**Task description**
The whole listing should be written out again exactly.
★ ★ ★ ★
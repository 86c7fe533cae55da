use rand::distributions::Alphanumeric;
use rand::Rng;
use std::sync::atomic::{AtomicU64, Ordering};

static COUNTER: AtomicU64 = AtomicU64::new(0);

const SUFFIX_LEN: usize = 6;

/// Generate a process-unique element ID prefixed with its type.
///
/// Format: `{kind}-{counter}-{timestamp base36}-{random}`. The counter alone
/// guarantees uniqueness within a process; timestamp and suffix keep IDs from
/// separate sessions of the same document apart.
pub fn generate_id(kind: &str) -> String {
    let count = COUNTER.fetch_add(1, Ordering::Relaxed) + 1;
    let timestamp = to_base36(chrono::Utc::now().timestamp_millis().max(0) as u64);
    let suffix: String = rand::thread_rng()
        .sample_iter(&Alphanumeric)
        .take(SUFFIX_LEN)
        .map(|b| char::from(b).to_ascii_lowercase())
        .collect();

    format!("{}-{}-{}-{}", kind, count, timestamp, suffix)
}

fn to_base36(mut value: u64) -> String {
    const DIGITS: &[u8; 36] = b"0123456789abcdefghijklmnopqrstuvwxyz";

    if value == 0 {
        return "0".to_string();
    }

    let mut buf = Vec::new();
    while value > 0 {
        buf.push(DIGITS[(value % 36) as usize]);
        value /= 36;
    }
    buf.reverse();
    String::from_utf8_lossy(&buf).into_owned()
}

#[cfg(test)]
mod tests {
    use super::*;
    use std::collections::HashSet;

    #[test]
    fn test_ids_are_prefixed_by_kind() {
        for kind in ["paragraph", "list-item"] {
            let id = generate_id(kind);
            let rest = id.strip_prefix(&format!("{}-", kind)).unwrap();

            let mut parts = rest.rsplitn(3, '-');
            let suffix = parts.next().unwrap();
            assert_eq!(suffix.len(), 6);
            assert!(suffix.chars().all(|c| c.is_ascii_alphanumeric()));
            assert!(parts.next().unwrap().chars().all(|c| c.is_ascii_alphanumeric()));
            assert!(parts.next().unwrap().parse::<u64>().is_ok());
        }
    }

    #[test]
    fn test_ten_thousand_unique_ids() {
        let ids: HashSet<String> = (0..10_000).map(|_| generate_id("div")).collect();
        assert_eq!(ids.len(), 10_000);
    }

    #[test]
    fn test_base36() {
        assert_eq!(to_base36(0), "0");
        assert_eq!(to_base36(35), "z");
        assert_eq!(to_base36(36), "10");
    }
}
★ ★ ★ ★
**Solution to the problem**
repository 86c7fe533cae55da
use rand::distributions::Alphanumeric;
use rand::Rng;
use std::sync::atomic::{AtomicU64, Ordering};

static COUNTER: AtomicU64 = AtomicU64::new(0);

const SUFFIX_LEN: usize = 6;

/// Generate a process-unique element ID prefixed with its type.
///
/// Format: `{kind}-{counter}-{timestamp base36}-{random}`. The counter alone
/// guarantees uniqueness within a process; timestamp and suffix keep IDs from
/// separate sessions of the same document apart.
pub fn generate_id(kind: &str) -> String {
    let count = COUNTER.fetch_add(1, Ordering::Relaxed) + 1;
    let timestamp = to_base36(chrono::Utc::now().timestamp_millis().max(0) as u64);
    let suffix: String = rand::thread_rng()
        .sample_iter(&Alphanumeric)
        .take(SUFFIX_LEN)
        .map(|b| char::from(b).to_ascii_lowercase())
        .collect();

    format!("{}-{}-{}-{}", kind, count, timestamp, suffix)
}

fn to_base36(mut value: u64) -> String {
    const DIGITS: &[u8; 36] = b"0123456789abcdefghijklmnopqrstuvwxyz";

    if value == 0 {
        return "0".to_string();
    }

    let mut buf = Vec::new();
    while value > 0 {
        buf.push(DIGITS[(value % 36) as usize]);
        value /= 36;
    }
    buf.reverse();
    String::from_utf8_lossy(&buf).into_owned()
}

#[cfg(test)]
mod tests {
    use super::*;
    use std::collections::HashSet;

    #[test]
    fn test_ids_are_prefixed_by_kind() {
        for kind in ["paragraph", "list-item"] {
            let id = generate_id(kind);
            let rest = id.strip_prefix(&format!("{}-", kind)).unwrap();

            let mut parts = rest.rsplitn(3, '-');
            let suffix = parts.next().unwrap();
            assert_eq!(suffix.len(), 6);
            assert!(suffix.chars().all(|c| c.is_ascii_alphanumeric()));
            assert!(parts.next().unwrap().chars().all(|c| c.is_ascii_alphanumeric()));
            assert!(parts.next().unwrap().parse::<u64>().is_ok());
        }
    }

    #[test]
    fn test_ten_thousand_unique_ids() {
        let ids: HashSet<String> = (0..10_000).map(|_| generate_id("div")).collect();
        assert_eq!(ids.len(), 10_000);
    }

    #[test]
    fn test_base36() {
        assert_eq!(to_base36(0), "0");
        assert_eq!(to_base36(35), "z");
        assert_eq!(to_base36(36), "10");
    }
}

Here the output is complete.